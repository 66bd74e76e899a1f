//! Benchmark comparison: tree-based approximate search vs. exact linear scan.
//!
//! Generates random vectors, builds one index per algorithm, and compares
//! query speed and recall against the linear index.
//!
//! Run with:
//!   cargo run --example benchmark_comparison --release

use annforest::*;
use rand::rngs::StdRng;
use rand::SeedableRng;
use rand_distr::{Distribution, Normal};
use std::collections::HashSet;
use std::time::{Duration, Instant};

const N: usize = 50_000;
const DIM: usize = 64;
const NUM_QUERIES: usize = 100;
const K: usize = 10;
const CHECKS: usize = 256;

fn timed_search(index: &Index, queries: &Dataset) -> (Vec<Vec<Neighbor>>, Duration) {
    let start = Instant::now();
    let results = index
        .knn_search_batch(queries, K, CHECKS)
        .expect("search failed");
    (results, start.elapsed())
}

fn recall(found: &[Vec<Neighbor>], truth: &[Vec<Neighbor>]) -> f64 {
    let mut total = 0.0_f64;
    for (got, want) in found.iter().zip(truth) {
        let true_ids: HashSet<usize> = want.iter().map(|n| n.index).collect();
        let hits = got.iter().filter(|n| true_ids.contains(&n.index)).count();
        total += hits as f64 / K as f64;
    }
    total / found.len() as f64
}

fn main() {
    println!("========================================");
    println!("  Tree indexes vs Linear Scan");
    println!("========================================");
    println!("  Points:     {}", N);
    println!("  Dimension:  {}", DIM);
    println!("  Queries:    {}", NUM_QUERIES);
    println!("  Top-K:      {}", K);
    println!("  Checks:     {}", CHECKS);
    println!();

    // ---------------------------------------------------------------
    // 1. Generate random vectors.
    // ---------------------------------------------------------------
    println!("[1/3] Generating {} random {}-d vectors...", N, DIM);
    let mut rng = StdRng::seed_from_u64(7);
    let normal = Normal::new(0.0_f32, 1.0).unwrap();
    let rows: Vec<Vec<f32>> = (0..N + NUM_QUERIES)
        .map(|_| (0..DIM).map(|_| normal.sample(&mut rng)).collect())
        .collect();
    let dataset = Dataset::from_rows(&rows[..N]).expect("dataset");
    let queries = Dataset::from_rows(&rows[N..]).expect("queries");
    println!("      Done.\n");

    // ---------------------------------------------------------------
    // 2. Exact ground truth from the linear index.
    // ---------------------------------------------------------------
    println!("[2/3] Running {} linear-scan queries (top-{})...", NUM_QUERIES, K);
    let linear_params = IndexParameters::builder()
        .algorithm(Algorithm::Linear)
        .build()
        .expect("params");
    let linear = Index::build(&dataset, &linear_params).expect("linear build");
    let (truth, linear_elapsed) = timed_search(&linear, &queries);
    println!("      Linear total time: {:.2?}\n", linear_elapsed);

    // ---------------------------------------------------------------
    // 3. Build and query each tree index.
    // ---------------------------------------------------------------
    println!("[3/3] Building and querying tree indexes...");
    let mut rows_out = Vec::new();
    for algorithm in [Algorithm::KdTree, Algorithm::KMeans, Algorithm::Composite] {
        let params = IndexParameters::builder()
            .algorithm(algorithm)
            .trees(8)
            .branching(32)
            .iterations(5)
            .seed(42)
            .build()
            .expect("params");
        let build_start = Instant::now();
        let index = Index::build(&dataset, &params).expect("build failed");
        let build_elapsed = build_start.elapsed();
        let (found, elapsed) = timed_search(&index, &queries);
        rows_out.push((algorithm, build_elapsed, elapsed, recall(&found, &truth)));
        println!("      {} built in {:.2?}", algorithm, build_elapsed);
    }

    // ---------------------------------------------------------------
    // 4. Print summary.
    // ---------------------------------------------------------------
    println!();
    println!("========================================");
    println!("  Summary");
    println!("========================================");
    println!(
        "  {:<10} {:>12} {:>12} {:>9} {:>9}",
        "Algorithm", "Build", "Search", "Speedup", "Recall"
    );
    println!("  {:-<10} {:-<12} {:-<12} {:-<9} {:-<9}", "", "", "", "", "");
    for (algorithm, build, search, r) in rows_out {
        let speedup = linear_elapsed.as_secs_f64() / search.as_secs_f64();
        println!(
            "  {:<10} {:>12.2?} {:>12.2?} {:>8.1}x {:>8.1}%",
            algorithm.to_string(),
            build,
            search,
            speedup,
            r * 100.0
        );
    }
    println!("========================================");
}
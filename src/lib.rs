//! # annforest
//!
//! Approximate nearest-neighbor (ANN) search over dense `f32` vectors using
//! randomized KD-forests and hierarchical k-means trees, with an exact
//! linear scan as baseline and an autotuner that picks the algorithm and
//! parameters for a target precision.
//!
//! Indexes live in an [`Engine`], which hands out opaque [`IndexHandle`]s.
//!
//! ## Quick start
//!
//! ```rust
//! use annforest::{Algorithm, BuildMode, Dataset, Engine, IndexParameters};
//!
//! // A 20 x 10 grid of 2-d points; point `i` is (i % 20, i / 20).
//! let rows: Vec<Vec<f32>> = (0..200)
//!     .map(|i| vec![(i % 20) as f32, (i / 20) as f32])
//!     .collect();
//! let dataset = Dataset::from_rows(&rows)?;
//!
//! let engine = Engine::new();
//! let params = IndexParameters::builder()
//!     .algorithm(Algorithm::KdTree)
//!     .trees(4)
//!     .checks(64)
//!     .build()?;
//! let built = engine.build_index(&dataset, &BuildMode::Manual(params))?;
//!
//! let queries = Dataset::from_rows(&[vec![3.0f32, 5.0]])?;
//! let nearest = engine.find_nearest_neighbors_index(built.handle, &queries, 3, None)?;
//! assert_eq!(nearest[0][0], 5 * 20 + 3);
//!
//! engine.free_index(built.handle)?;
//! # Ok::<(), annforest::AnnError>(())
//! ```
//!
//! Passing [`BuildMode::Autotune`] instead lets the engine choose the
//! algorithm; the chosen parameters come back in the build outcome.
//!
//! ## Feature flags
//!
//! | Flag          | Effect                                          |
//! |---------------|-------------------------------------------------|
//! | `parallel`    | Parallel tree builds and batch search via rayon |
//! | `persistence` | Save/load indexes to disk (serde + bincode)     |
//! | `python`      | Python bindings via PyO3                        |
//! | `full`        | Enables `parallel` + `persistence`              |

pub mod autotune;
pub mod composite;
pub mod dataset;
pub mod distance;
pub mod engine;
pub mod error;
pub mod index;
pub mod kdtree;
pub mod kmeans;
pub mod linear;
pub mod metrics;
pub mod params;
pub mod registry;
pub mod search;

#[cfg(feature = "persistence")]
pub mod persistence;

#[cfg(feature = "python")]
pub mod python;

// Re-exports for convenience.
pub use autotune::{autotune, AutotuneReport, CandidateReport};
pub use dataset::Dataset;
pub use distance::DistanceMetric;
pub use engine::{BuildOutcome, Engine};
pub use error::{AnnError, Result};
pub use index::{Index, IndexStats, IndexVariant, NearestNeighborIndex};
pub use metrics::{MetricsCollector, MetricsSnapshot};
pub use params::{
    Algorithm, AutotuneTarget, BuildMode, CentersInit, IndexParameters, IndexParametersBuilder,
    CHECKS_UNLIMITED,
};
pub use registry::{IndexHandle, IndexRegistry};
pub use search::{KnnResultSet, Neighbor, SearchContext};
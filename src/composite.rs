use ndarray::ArrayView1;

use crate::dataset::Dataset;
use crate::error::Result;
use crate::index::NearestNeighborIndex;
use crate::kdtree::KdTreeIndex;
use crate::kmeans::KMeansTreeIndex;
use crate::params::IndexParameters;
use crate::search::{KnnResultSet, SearchContext};

/// A k-means tree and a KD-forest over the same dataset.
///
/// A query runs through the k-means tree first and then the forest, each
/// with the full visit budget, collecting into one result set. Points seen
/// by the first search are not examined again by the second.
#[derive(Debug, Clone)]
pub struct CompositeIndex {
    kmeans: KMeansTreeIndex,
    kdtree: KdTreeIndex,
}

impl CompositeIndex {
    pub fn kmeans(&self) -> &KMeansTreeIndex {
        &self.kmeans
    }

    pub fn kdtree(&self) -> &KdTreeIndex {
        &self.kdtree
    }
}

impl NearestNeighborIndex for CompositeIndex {
    fn build(dataset: &Dataset, params: &IndexParameters) -> Result<Self> {
        Ok(Self {
            kmeans: KMeansTreeIndex::build(dataset, params)?,
            kdtree: KdTreeIndex::build(dataset, params)?,
        })
    }

    fn search(&self, query: &ArrayView1<f32>, result: &mut KnnResultSet, ctx: &mut SearchContext) {
        self.kmeans.search(query, result, ctx);
        ctx.reset_budget();
        self.kdtree.search(query, result, ctx);
    }

    fn used_memory(&self) -> usize {
        self.kmeans.used_memory() + self.kdtree.used_memory()
    }

    fn size(&self) -> usize {
        self.kdtree.size()
    }
}

#[cfg(test)]
mod tests {
    use super::*;
    use crate::distance::DistanceMetric;
    use crate::params::{Algorithm, CHECKS_UNLIMITED};

    #[test]
    fn test_composite_finds_each_point_once() {
        let rows: Vec<Vec<f32>> = (0..200)
            .map(|i| vec![(i % 17) as f32, (i % 23) as f32])
            .collect();
        let ds = Dataset::from_rows(&rows).unwrap();
        let params = IndexParameters::builder()
            .algorithm(Algorithm::Composite)
            .trees(2)
            .branching(4)
            .seed(9)
            .build()
            .unwrap();
        let index = CompositeIndex::build(&ds, &params).unwrap();

        let q = ndarray::array![8.0f32, 19.0];
        let mut rs = KnnResultSet::new(10);
        let mut ctx = SearchContext::new(ds.len(), CHECKS_UNLIMITED);
        index.search(&q.view(), &mut rs, &mut ctx);
        let out = rs.into_sorted(DistanceMetric::SquaredEuclidean);

        let mut ids: Vec<usize> = out.iter().map(|n| n.index).collect();
        assert_eq!(ids.len(), 10);
        ids.dedup();
        assert_eq!(ids.len(), 10, "no duplicate points in the result");
        assert!(ctx.checks() <= ds.len());
        assert_eq!(out[0].distance, 0.0);
    }
}
fn score(candidates: &mut [CandidateReport], target: &AutotuneTarget, data_bytes: usize) {
    let build_weight = f64::from(target.build_weight);
    let memory_weight = f64::from(target.memory_weight);
    let time_cost = |c: &CandidateReport| c.search_secs + build_weight * c.build_secs;

    let meeting = candidates
        .iter()
        .filter(|c| c.precision >= target.target_precision)
        .map(time_cost)
        .fold(f64::INFINITY, f64::min);
    let best_time = if meeting.is_finite() {
        meeting
    } else {
        candidates.iter().map(time_cost).fold(f64::INFINITY, f64::min)
    }
    .max(f64::EPSILON);

    let data_bytes = data_bytes.max(1) as f64;
    for c in candidates.iter_mut() {
        let memory_cost = (c.memory_bytes as f64 + data_bytes) / data_bytes;
        c.cost = time_cost(c) / best_time + memory_weight * memory_cost;
    }
}

/// Cheapest candidate meeting the target, else the most precise one.
fn select(candidates: &[CandidateReport], target_precision: f32) -> usize {
    candidates
        .iter()
        .enumerate()
        .filter(|(_, c)| c.precision >= target_precision)
        .min_by(|(_, a), (_, b)| a.cost.total_cmp(&b.cost))
        .or_else(|| {
            candidates.iter().enumerate().max_by(|(_, a), (_, b)| {
                a.precision
                    .total_cmp(&b.precision)
                    .then(b.cost.total_cmp(&a.cost))
            })
        })
        .map(|(i, _)| i)
        .unwrap_or(0)
}

/// Queries with the exact distance to the neighbor they should find.
struct Calibration {
    queries: Dataset,
    truth: Vec<f32>,
    /// Leading results to ignore; 1 when queries are dataset points.
    skip: usize,
    baseline: Index,
}

impl Calibration {
    fn new(data: &Dataset, queries: Dataset, base: &IndexParameters, skip: usize) -> Result<Self> {
        let baseline = Index::build(
            data,
            &IndexParameters {
                algorithm: Algorithm::Linear,
                ..base.clone()
            },
        )?;
        let truth = baseline
            .knn_search_batch(&queries, skip + 1, CHECKS_UNLIMITED)?
            .iter()
            .map(|r| r.get(skip).map_or(f32::INFINITY, |n| n.distance))
            .collect();
        Ok(Self {
            queries,
            truth,
            skip,
            baseline,
        })
    }

    fn precision(&self, index: &Index, checks: usize) -> f32 {
        let hits = (0..self.queries.len())
            .filter(|&q| {
                let (found, _) = index.search_one(&self.queries.point(q), self.skip + 1, checks);
                found
                    .get(self.skip)
                    .map_or(true, |n| n.distance <= self.truth[q])
            })
            .count();
        hits as f32 / self.queries.len() as f32
    }

    fn time_search(&self, index: &Index, checks: usize) -> f64 {
        let start = Instant::now();
        for q in 0..self.queries.len() {
            std::hint::black_box(index.search_one(&self.queries.point(q), self.skip + 1, checks));
        }
        start.elapsed().as_secs_f64()
    }

    /// Smallest budget in `1..=max_checks` reaching `target`, with the
    /// precision it achieves. Relies on precision never dropping as the
    /// budget grows.
    fn checks_for(&self, index: &Index, target: f32, max_checks: usize) -> (usize, f32) {
        let max_checks = max_checks.max(1);
        let mut hi = 1;
        let mut precision = self.precision(index, hi);
        while precision < target && hi < max_checks {
            hi = hi.saturating_mul(2).min(max_checks);
            precision = self.precision(index, hi);
        }
        if precision < target {
            return (hi, precision);
        }

        let mut lo = hi / 2;
        while hi - lo > 1 {
            let mid = lo + (hi - lo) / 2;
            let p = self.precision(index, mid);
            if p >= target {
                hi = mid;
                precision = p;
            } else {
                lo = mid;
            }
        }
        (hi, precision)
    }
}

#[cfg(test)]
mod tests {
    use super::*;
    use rand::Rng;

    fn clustered(n: usize, dim: usize, seed: u64) -> Dataset {
        let mut rng = StdRng::seed_from_u64(seed);
        let rows: Vec<Vec<f32>> = (0..n)
            .map(|i| {
                let c = (i % 8) as f32 * 10.0;
                (0..dim).map(|_| c + rng.gen_range(-1.0..1.0)).collect()
            })
            .collect();
        Dataset::from_rows(&rows).unwrap()
    }

    fn report(precision: f32, cost: f64) -> CandidateReport {
        CandidateReport {
            params: IndexParameters::default(),
            precision,
            build_secs: 0.0,
            search_secs: 0.0,
            memory_bytes: 0,
            cost,
        }
    }

    #[test]
    fn test_select_prefers_cheapest_meeting_target() {
        let c = vec![report(0.95, 3.0), report(0.85, 1.0), report(0.92, 2.0)];
        assert_eq!(select(&c, 0.9), 2);
    }

    #[test]
    fn test_select_falls_back_to_best_precision() {
        let c = vec![report(0.5, 1.0), report(0.7, 4.0), report(0.7, 2.0)];
        assert_eq!(select(&c, 0.99), 2);
    }

    #[test]
    fn test_score_normalizes_by_best_meeting_time() {
        let mut c = vec![report(0.95, 0.0), report(0.95, 0.0), report(0.1, 0.0)];
        c[0].search_secs = 2.0;
        c[1].search_secs = 4.0;
        c[2].search_secs = 1.0;
        let target = AutotuneTarget::new(0.9).with_weights(0.0, 0.0);
        score(&mut c, &target, 100);
        assert!((c[0].cost - 1.0).abs() < 1e-9);
        assert!((c[1].cost - 2.0).abs() < 1e-9);
        assert!((c[2].cost - 0.5).abs() < 1e-9);
    }

    #[test]
    fn test_memory_weight_penalizes_large_indexes() {
        let mut c = vec![report(1.0, 0.0), report(1.0, 0.0)];
        c[0].search_secs = 1.0;
        c[1].search_secs = 1.0;
        c[1].memory_bytes = 300;
        let target = AutotuneTarget::new(0.9).with_weights(0.0, 1.0);
        score(&mut c, &target, 100);
        assert!((c[0].cost - 2.0).abs() < 1e-9);
        assert!((c[1].cost - 5.0).abs() < 1e-9);
        assert_eq!(select(&c, 0.9), 0);
    }

    #[test]
    fn test_autotune_meets_target_on_full_dataset() {
        let ds = clustered(2000, 8, 1);
        let target = AutotuneTarget::new(0.9).with_seed(5);
        let (index, report) = autotune(&ds, &target).unwrap();
        assert_eq!(report.candidates.len(), 1 + 4 + 12);
        assert!(report.precision >= 0.9, "{report}");
        assert!(report.speedup > 0.0);
        assert_eq!(index.params(), &report.params);
        assert_eq!(report.params.seed, Some(5));
    }

    #[test]
    fn test_same_seed_calibrates_the_same_grid() {
        let ds = clustered(3000, 6, 4);
        let target = AutotuneTarget::new(0.8).with_seed(21);
        let (_, a) = autotune(&ds, &target).unwrap();
        let (_, b) = autotune(&ds, &target).unwrap();
        assert_eq!(a.candidates.len(), b.candidates.len());
        for (x, y) in a.candidates.iter().zip(&b.candidates) {
            assert_eq!(x.params, y.params);
            assert_eq!(x.precision, y.precision);
        }
    }

    #[test]
    fn test_zero_weights_pick_fastest_meeting_candidate() {
        let ds = clustered(1500, 4, 2);
        let target = AutotuneTarget::new(0.9).with_weights(0.0, 0.0).with_seed(11);
        let (_, report) = autotune(&ds, &target).unwrap();
        let fastest = report
            .candidates
            .iter()
            .filter(|c| c.precision >= 0.9)
            .min_by(|a, b| a.search_secs.total_cmp(&b.search_secs))
            .unwrap();
        assert_eq!(report.params.algorithm, fastest.params.algorithm);
        assert_eq!(report.params.trees, fastest.params.trees);
        assert_eq!(report.params.branching, fastest.params.branching);
        assert_eq!(report.params.iterations, fastest.params.iterations);
    }

    #[test]
    fn test_tiny_datasets() {
        let one = Dataset::from_rows(&[vec![1.0f32, 2.0]]).unwrap();
        let (index, report) = autotune(&one, &AutotuneTarget::default()).unwrap();
        assert_eq!(index.algorithm(), Algorithm::Linear);
        assert_eq!(report.speedup, 1.0);

        let three = Dataset::from_rows(&[vec![0.0f32], vec![1.0], vec![5.0]]).unwrap();
        let (index, _) = autotune(&three, &AutotuneTarget::new(1.0)).unwrap();
        let res = index.knn_search(&[0.9], 10, index.params().checks).unwrap();
        assert_eq!(res.len(), 3);
        assert_eq!(res[0].index, 1);
    }
}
:::
- What the task requires -
Please go line by line through the records above, copying each one that holds the string "struct".

- Answer section -
pub struct CompositeIndex {
struct Calibration {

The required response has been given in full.